| WORKING DATA |
****************

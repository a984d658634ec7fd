use image::{DynamicImage, GenericImageView};

/// Height that preserves the image's aspect ratio at the given width.
pub fn target_height(width: u32, image: &DynamicImage) -> u32 {
    scaled_height(width, image.dimensions())
}

/// Same aspect-ratio math over a bare dimension pair, for callers that
/// only probed the image header.
pub fn scaled_height(width: u32, (w, h): (u32, u32)) -> u32 {
    if w == 0 {
        return 0;
    }
    (h as f64 * (width as f64 / w as f64)).round() as u32
}

/// Scale the image to exactly `base_width` wide, preserving aspect
/// ratio. A `base_width` of 0 (or a computed height of 0) is a no-op,
/// not an error. Callers decide whether downsizing applies; this
/// function scales to whatever width it is asked for.
pub fn resize(image: DynamicImage, base_width: u32) -> DynamicImage {
    if base_width == 0 {
        return image;
    }
    let height = target_height(base_width, &image);
    if height == 0 {
        return image;
    }
    image.resize_exact(base_width, height, image::imageops::FilterType::Lanczos3)
}

#[cfg(test)]
mod tests {
    use super::*;

    #[test]
    fn test_target_height_preserves_ratio() {
        let img = DynamicImage::new_rgb8(2000, 1500);
        assert_eq!(target_height(800, &img), 600);

        let img = DynamicImage::new_rgb8(400, 300);
        assert_eq!(target_height(200, &img), 150);
    }

    #[test]
    fn test_target_height_rounds() {
        // 1000 * (333 / 999) = 333.33.. -> 333
        let img = DynamicImage::new_rgb8(999, 1000);
        assert_eq!(target_height(333, &img), 333);

        // 100 * (50 / 75) = 66.67 -> 67
        let img = DynamicImage::new_rgb8(75, 100);
        assert_eq!(target_height(50, &img), 67);
    }

    #[test]
    fn test_resize_scales_to_base_width() {
        let img = DynamicImage::new_rgb8(2000, 1500);
        let out = resize(img, 800);
        assert_eq!(out.dimensions(), (800, 600));
    }

    #[test]
    fn test_resize_zero_width_is_noop() {
        let img = DynamicImage::new_rgb8(2000, 1500);
        let out = resize(img, 0);
        assert_eq!(out.dimensions(), (2000, 1500));
    }

    #[test]
    fn test_resize_degenerate_height_is_noop() {
        // 1 px target width on an extreme panorama rounds to height 0.
        let img = DynamicImage::new_rgb8(10_000, 3);
        let out = resize(img, 1);
        assert_eq!(out.dimensions(), (10_000, 3));
    }

    #[test]
    fn test_resize_upscales_when_asked() {
        let img = DynamicImage::new_rgb8(400, 300);
        let out = resize(img, 800);
        assert_eq!(out.dimensions(), (800, 600));
    }
}
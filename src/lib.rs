pub mod cli;
pub mod compress;
pub mod config;
pub mod constants;
pub mod error;
pub mod gif;
pub mod logger;
pub mod naming;
pub mod progress;
pub mod resize;
pub mod scan;

pub use compress::{save_image, BatchCompressor, BatchOutcome};
pub use config::{BatchConfig, OutputFormat};
pub use error::{ForgeError, Result};
pub use gif::{GifBuilder, GifOptions};
pub use naming::{gif_file_name, resolve_name};
pub use progress::{BarSink, NullSink, ProgressSink};
pub use resize::{resize, scaled_height, target_height};
pub use scan::{is_image_file, parse_images};
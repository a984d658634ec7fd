pub const DEFAULT_QUALITY: u8 = 80;
pub const MAX_QUALITY: u8 = 100;

/// Filename suffix inserted before the extension when not overwriting.
pub const DEFAULT_PREFIX: &str = "-export";

/// Extensions accepted by the directory scanner, lowercase without dot.
pub const ALLOWED_EXTENSIONS: &[&str] =
    &["webp", "png", "jpeg", "jpg", "gif", "ico", "tiff", "bmp"];

/// Length of the random token embedded in generated GIF filenames.
pub const GIF_TOKEN_LEN: usize = 8;

/// Progress points reserved for the GIF save phase after all frames
/// are composed.
pub const GIF_SAVE_RESERVE: i32 = 25;

/// Encoder speed passed to the GIF encoder (lower is slower but
/// smaller output).
pub const GIF_ENCODER_SPEED: i32 = 10;

pub const ZOPFLI_ITERATIONS: u8 = 15;
pub const LIBDEFLATER_HIGH_LEVEL: u8 = 12;
pub const LIBDEFLATER_LOW_LEVEL: u8 = 8;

****************

| WORK ORDER |
If a line in the entries contains the word "compress", copy that line out.

| EXERCISE ANSWER |
pub mod compress;
pub use compress::{save_image, BatchCompressor, BatchOutcome};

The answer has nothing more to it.